**Brief:** Restate word for word the lines of the data below, from the first through the one that has "pub type AppData = web::Data<StyleSync>;".

Data provided below:

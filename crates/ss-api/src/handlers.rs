//! # ss-api Handlers
//!
//! Thin JSON adapters between HTTP requests and the facade. Callers identify
//! themselves with `Authorization: Bearer <access token>`.

use crate::error::ApiResult;
use crate::facade::StyleSync;
use actix_web::http::header;
use actix_web::{web, HttpRequest, HttpResponse};
use serde::Deserialize;
use serde_json::json;
use ss_core::error::AppError;
use ss_core::models::{
    AuthUser, BoardUpdate, EventUpdate, ImageUpload, ItemUpdate, NewBoard, NewEvent, NewItem, NewOutfit,
    OAuthProvider, OutfitUpdate, Position, ProfileUpdate, SignUpRequest,
};

pub type AppData = web::Data<StyleSync>;

/// Header carrying the original file name of a raw image upload.
pub const FILE_NAME_HEADER: &str = "x-file-name";

fn bearer_token(req: &HttpRequest) -> Option<&str> {
    req.headers()
        .get(header::AUTHORIZATION)?
        .to_str()
        .ok()?
        .strip_prefix("Bearer ")
        .map(str::trim)
        .filter(|t| !t.is_empty())
}

async fn current_user(app: &StyleSync, req: &HttpRequest) -> ApiResult<AuthUser> {
    let token = bearer_token(req).ok_or_else(|| AppError::Unauthorized("missing bearer token".into()))?;
    let session = app
        .auth()
        .session(token)
        .await?
        .ok_or_else(|| AppError::Unauthorized("session expired".into()))?;
    Ok(session.user)
}

/// Like [`current_user`], but a request without a token is anonymous.
async fn optional_user(app: &StyleSync, req: &HttpRequest) -> ApiResult<Option<AuthUser>> {
    if bearer_token(req).is_none() {
        return Ok(None);
    }
    current_user(app, req).await.map(Some)
}

fn image_upload(req: &HttpRequest, body: web::Bytes) -> ApiResult<ImageUpload> {
    let file_name = req
        .headers()
        .get(FILE_NAME_HEADER)
        .and_then(|v| v.to_str().ok())
        .filter(|v| !v.trim().is_empty())
        .ok_or_else(|| AppError::validation(format!("{FILE_NAME_HEADER} header is required")))?;
    if body.is_empty() {
        return Err(AppError::validation("image body is empty").into());
    }
    let content_type = req
        .headers()
        .get(header::CONTENT_TYPE)
        .and_then(|v| v.to_str().ok())
        .map(str::to_owned);
    Ok(ImageUpload { file_name: file_name.to_string(), content_type, data: body })
}

// ── Auth ────────────────────────────────────────────────────────────────────

#[derive(Debug, Deserialize)]
pub struct SignInRequest {
    pub email: String,
    pub password: String,
}

pub async fn sign_in(app: AppData, body: web::Json<SignInRequest>) -> ApiResult<HttpResponse> {
    let session = app.auth().sign_in(&body.email, &body.password).await?;
    Ok(HttpResponse::Ok().json(session))
}

pub async fn sign_up(app: AppData, body: web::Json<SignUpRequest>) -> ApiResult<HttpResponse> {
    let outcome = app.auth().sign_up(body.into_inner()).await?;
    Ok(HttpResponse::Created().json(outcome))
}

#[derive(Debug, Deserialize)]
pub struct OAuthQuery {
    pub redirect_to: String,
}

pub async fn sign_in_with_provider(
    app: AppData,
    path: web::Path<String>,
    query: web::Query<OAuthQuery>,
) -> ApiResult<HttpResponse> {
    let provider = match path.as_str() {
        "google" => OAuthProvider::Google,
        "apple" => OAuthProvider::Apple,
        other => return Err(AppError::validation(format!("unsupported provider: {other}")).into()),
    };
    let url = app.auth().sign_in_with_provider(provider, &query.redirect_to).await?;
    Ok(HttpResponse::Ok().json(json!({ "url": url })))
}

pub async fn session(app: AppData, req: HttpRequest) -> ApiResult<HttpResponse> {
    let token = bearer_token(&req).ok_or_else(|| AppError::Unauthorized("missing bearer token".into()))?;
    match app.auth().session(token).await? {
        Some(session) => Ok(HttpResponse::Ok().json(session)),
        None => Err(AppError::Unauthorized("session expired".into()).into()),
    }
}

pub async fn sign_out(app: AppData, req: HttpRequest) -> ApiResult<HttpResponse> {
    let token = bearer_token(&req).ok_or_else(|| AppError::Unauthorized("missing bearer token".into()))?;
    app.auth().sign_out(token).await?;
    Ok(HttpResponse::NoContent().finish())
}

// ── Profile ─────────────────────────────────────────────────────────────────

pub async fn get_profile(app: AppData, req: HttpRequest) -> ApiResult<HttpResponse> {
    let user = current_user(&app, &req).await?;
    Ok(HttpResponse::Ok().json(app.users().get_profile(&user.id).await?))
}

pub async fn update_profile(
    app: AppData,
    req: HttpRequest,
    body: web::Json<ProfileUpdate>,
) -> ApiResult<HttpResponse> {
    let user = current_user(&app, &req).await?;
    Ok(HttpResponse::Ok().json(app.users().update_profile(&user.id, body.into_inner()).await?))
}

pub async fn upload_avatar(app: AppData, req: HttpRequest, body: web::Bytes) -> ApiResult<HttpResponse> {
    let user = current_user(&app, &req).await?;
    let upload = image_upload(&req, body)?;
    let url = app.users().upload_avatar(&user.id, upload).await?;
    Ok(HttpResponse::Created().json(json!({ "url": url })))
}

pub async fn profile_stats(app: AppData, req: HttpRequest) -> ApiResult<HttpResponse> {
    let user = current_user(&app, &req).await?;
    Ok(HttpResponse::Ok().json(app.users().stats(&user.id).await))
}

// ── Catalogue ───────────────────────────────────────────────────────────────

pub async fn list_categories(app: AppData) -> HttpResponse {
    HttpResponse::Ok().json(app.categories().list().await)
}

#[derive(Debug, Default, Deserialize)]
pub struct ItemsQuery {
    pub category: Option<String>,
    pub q: Option<String>,
    #[serde(default)]
    pub favorites: bool,
}

pub async fn list_items(app: AppData, req: HttpRequest, query: web::Query<ItemsQuery>) -> ApiResult<HttpResponse> {
    let user = current_user(&app, &req).await?;
    let items = app.items();
    let listed = match (&query.q, &query.category) {
        _ if query.favorites => items.list_favorites(&user.id).await,
        (Some(q), category) => items.search(&user.id, q, category.as_deref()).await,
        (None, Some(category)) => items.list_by_category(&user.id, category).await,
        (None, None) => items.list(&user.id).await,
    };
    Ok(HttpResponse::Ok().json(listed))
}

pub async fn create_item(app: AppData, req: HttpRequest, body: web::Json<NewItem>) -> ApiResult<HttpResponse> {
    let user = current_user(&app, &req).await?;
    Ok(HttpResponse::Created().json(app.items().create(&user.id, body.into_inner()).await?))
}

pub async fn update_item(
    app: AppData,
    req: HttpRequest,
    path: web::Path<String>,
    body: web::Json<ItemUpdate>,
) -> ApiResult<HttpResponse> {
    let user = current_user(&app, &req).await?;
    Ok(HttpResponse::Ok().json(app.items().update(&user.id, &path, body.into_inner()).await?))
}

#[derive(Debug, Deserialize)]
pub struct FlagRequest {
    pub value: bool,
}

pub async fn set_favorite(
    app: AppData,
    req: HttpRequest,
    path: web::Path<String>,
    body: web::Json<FlagRequest>,
) -> ApiResult<HttpResponse> {
    let user = current_user(&app, &req).await?;
    Ok(HttpResponse::Ok().json(app.items().set_favorite(&user.id, &path, body.value).await?))
}

pub async fn delete_item(app: AppData, req: HttpRequest, path: web::Path<String>) -> ApiResult<HttpResponse> {
    let user = current_user(&app, &req).await?;
    app.items().delete(&user.id, &path).await?;
    Ok(HttpResponse::NoContent().finish())
}

pub async fn upload_item_image(app: AppData, req: HttpRequest, body: web::Bytes) -> ApiResult<HttpResponse> {
    let user = current_user(&app, &req).await?;
    let upload = image_upload(&req, body)?;
    let url = app.items().upload_image(&user.id, upload).await;
    Ok(HttpResponse::Created().json(json!({ "url": url })))
}

// ── Outfits ─────────────────────────────────────────────────────────────────

#[derive(Debug, Default, Deserialize)]
pub struct OutfitsQuery {
    #[serde(default)]
    pub starred: bool,
}

pub async fn list_outfits(
    app: AppData,
    req: HttpRequest,
    query: web::Query<OutfitsQuery>,
) -> ApiResult<HttpResponse> {
    let user = current_user(&app, &req).await?;
    let outfits = if query.starred {
        app.outfits().list_starred(&user.id).await
    } else {
        app.outfits().list(&user.id).await
    };
    Ok(HttpResponse::Ok().json(outfits))
}

pub async fn starred_outfits(app: AppData, req: HttpRequest) -> ApiResult<HttpResponse> {
    let user = current_user(&app, &req).await?;
    Ok(HttpResponse::Ok().json(app.outfits().list_starred_with_items(&user.id).await))
}

pub async fn create_outfit(app: AppData, req: HttpRequest, body: web::Json<NewOutfit>) -> ApiResult<HttpResponse> {
    let user = current_user(&app, &req).await?;
    Ok(HttpResponse::Created().json(app.outfits().create(&user.id, body.into_inner()).await?))
}

#[derive(Debug, Default, Deserialize)]
pub struct RandomRequest {
    #[serde(default)]
    pub category_ids: Vec<String>,
}

pub async fn random_outfit(
    app: AppData,
    req: HttpRequest,
    body: Option<web::Json<RandomRequest>>,
) -> ApiResult<HttpResponse> {
    let user = current_user(&app, &req).await?;
    let request = body.map(web::Json::into_inner).unwrap_or_default();
    let outfit = app.outfits().generate_random(&user.id, &request.category_ids).await?;
    Ok(HttpResponse::Created().json(outfit))
}

pub async fn update_outfit(
    app: AppData,
    req: HttpRequest,
    path: web::Path<String>,
    body: web::Json<OutfitUpdate>,
) -> ApiResult<HttpResponse> {
    let user = current_user(&app, &req).await?;
    Ok(HttpResponse::Ok().json(app.outfits().update(&user.id, &path, body.into_inner()).await?))
}

pub async fn set_starred(
    app: AppData,
    req: HttpRequest,
    path: web::Path<String>,
    body: web::Json<FlagRequest>,
) -> ApiResult<HttpResponse> {
    let user = current_user(&app, &req).await?;
    Ok(HttpResponse::Ok().json(app.outfits().set_starred(&user.id, &path, body.value).await?))
}

pub async fn delete_outfit(app: AppData, req: HttpRequest, path: web::Path<String>) -> ApiResult<HttpResponse> {
    let user = current_user(&app, &req).await?;
    app.outfits().delete(&user.id, &path).await?;
    Ok(HttpResponse::NoContent().finish())
}

// ── Planner ─────────────────────────────────────────────────────────────────

pub async fn list_events(app: AppData, req: HttpRequest) -> ApiResult<HttpResponse> {
    let user = current_user(&app, &req).await?;
    Ok(HttpResponse::Ok().json(app.events().list(&user.id).await))
}

#[derive(Debug, Default, Deserialize)]
pub struct UpcomingQuery {
    pub limit: Option<usize>,
}

pub async fn upcoming_events(
    app: AppData,
    req: HttpRequest,
    query: web::Query<UpcomingQuery>,
) -> ApiResult<HttpResponse> {
    let user = current_user(&app, &req).await?;
    Ok(HttpResponse::Ok().json(app.events().upcoming(&user.id, query.limit).await))
}

pub async fn create_event(app: AppData, req: HttpRequest, body: web::Json<NewEvent>) -> ApiResult<HttpResponse> {
    let user = current_user(&app, &req).await?;
    Ok(HttpResponse::Created().json(app.events().create(&user.id, body.into_inner()).await?))
}

pub async fn update_event(
    app: AppData,
    req: HttpRequest,
    path: web::Path<String>,
    body: web::Json<EventUpdate>,
) -> ApiResult<HttpResponse> {
    let user = current_user(&app, &req).await?;
    Ok(HttpResponse::Ok().json(app.events().update(&user.id, &path, body.into_inner()).await?))
}

pub async fn delete_event(app: AppData, req: HttpRequest, path: web::Path<String>) -> ApiResult<HttpResponse> {
    let user = current_user(&app, &req).await?;
    app.events().delete(&user.id, &path).await?;
    Ok(HttpResponse::NoContent().finish())
}

// ── Boards ──────────────────────────────────────────────────────────────────

pub async fn list_boards(app: AppData, req: HttpRequest) -> ApiResult<HttpResponse> {
    let user = current_user(&app, &req).await?;
    Ok(HttpResponse::Ok().json(app.boards().list(&user.id).await?))
}

pub async fn public_boards(app: AppData) -> ApiResult<HttpResponse> {
    Ok(HttpResponse::Ok().json(app.boards().list_public().await?))
}

/// Anonymous callers see public boards only.
pub async fn get_board(app: AppData, req: HttpRequest, path: web::Path<String>) -> ApiResult<HttpResponse> {
    let viewer = optional_user(&app, &req).await?;
    let viewer_id = viewer.as_ref().map(|u| u.id.as_str());
    Ok(HttpResponse::Ok().json(app.boards().get(viewer_id, &path).await?))
}

pub async fn create_board(app: AppData, req: HttpRequest, body: web::Json<NewBoard>) -> ApiResult<HttpResponse> {
    let user = current_user(&app, &req).await?;
    Ok(HttpResponse::Created().json(app.boards().create(&user.id, body.into_inner()).await?))
}

pub async fn update_board(
    app: AppData,
    req: HttpRequest,
    path: web::Path<String>,
    body: web::Json<BoardUpdate>,
) -> ApiResult<HttpResponse> {
    let user = current_user(&app, &req).await?;
    Ok(HttpResponse::Ok().json(app.boards().update(&user.id, &path, body.into_inner()).await?))
}

pub async fn delete_board(app: AppData, req: HttpRequest, path: web::Path<String>) -> ApiResult<HttpResponse> {
    let user = current_user(&app, &req).await?;
    app.boards().delete(&user.id, &path).await?;
    Ok(HttpResponse::NoContent().finish())
}

#[derive(Debug, Deserialize)]
pub struct PlaceRequest {
    pub item_id: String,
    pub x: f64,
    pub y: f64,
}

pub async fn add_board_item(
    app: AppData,
    req: HttpRequest,
    path: web::Path<String>,
    body: web::Json<PlaceRequest>,
) -> ApiResult<HttpResponse> {
    let user = current_user(&app, &req).await?;
    let position = Position { x: body.x, y: body.y };
    Ok(HttpResponse::Created().json(app.boards().add_item(&user.id, &path, &body.item_id, position).await?))
}

pub async fn move_board_item(
    app: AppData,
    req: HttpRequest,
    path: web::Path<String>,
    body: web::Json<Position>,
) -> ApiResult<HttpResponse> {
    let user = current_user(&app, &req).await?;
    Ok(HttpResponse::Ok().json(app.boards().move_item(&user.id, &path, body.into_inner()).await?))
}

pub async fn remove_board_item(app: AppData, req: HttpRequest, path: web::Path<String>) -> ApiResult<HttpResponse> {
    let user = current_user(&app, &req).await?;
    app.boards().remove_item(&user.id, &path).await?;
    Ok(HttpResponse::NoContent().finish())
}

// ── Diagnostics ─────────────────────────────────────────────────────────────

pub async fn test_connection(app: AppData) -> HttpResponse {
    HttpResponse::Ok().json(app.diagnostics().test_connection().await)
}

pub async fn test_storage(app: AppData) -> HttpResponse {
    HttpResponse::Ok().json(app.diagnostics().test_storage().await)
}

pub async fn debug_database(app: AppData) -> HttpResponse {
    HttpResponse::Ok().json(app.diagnostics().debug_database().await)
}

pub async fn clear_local_records(app: AppData, req: HttpRequest) -> ApiResult<HttpResponse> {
    let user = current_user(&app, &req).await?;
    Ok(HttpResponse::Ok().json(app.diagnostics().clear_local_records(&user.id).await))
}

End of Data provided.

**Reply:**
filename crates/ss-api/src/handlers.rs
//! # ss-api Handlers
//!
//! Thin JSON adapters between HTTP requests and the facade. Callers identify
//! themselves with `Authorization: Bearer <access token>`.

use crate::error::ApiResult;
use crate::facade::StyleSync;
use actix_web::http::header;
use actix_web::{web, HttpRequest, HttpResponse};
use serde::Deserialize;
use serde_json::json;
use ss_core::error::AppError;
use ss_core::models::{
    AuthUser, BoardUpdate, EventUpdate, ImageUpload, ItemUpdate, NewBoard, NewEvent, NewItem, NewOutfit,
    OAuthProvider, OutfitUpdate, Position, ProfileUpdate, SignUpRequest,
};

pub type AppData = web::Data<StyleSync>;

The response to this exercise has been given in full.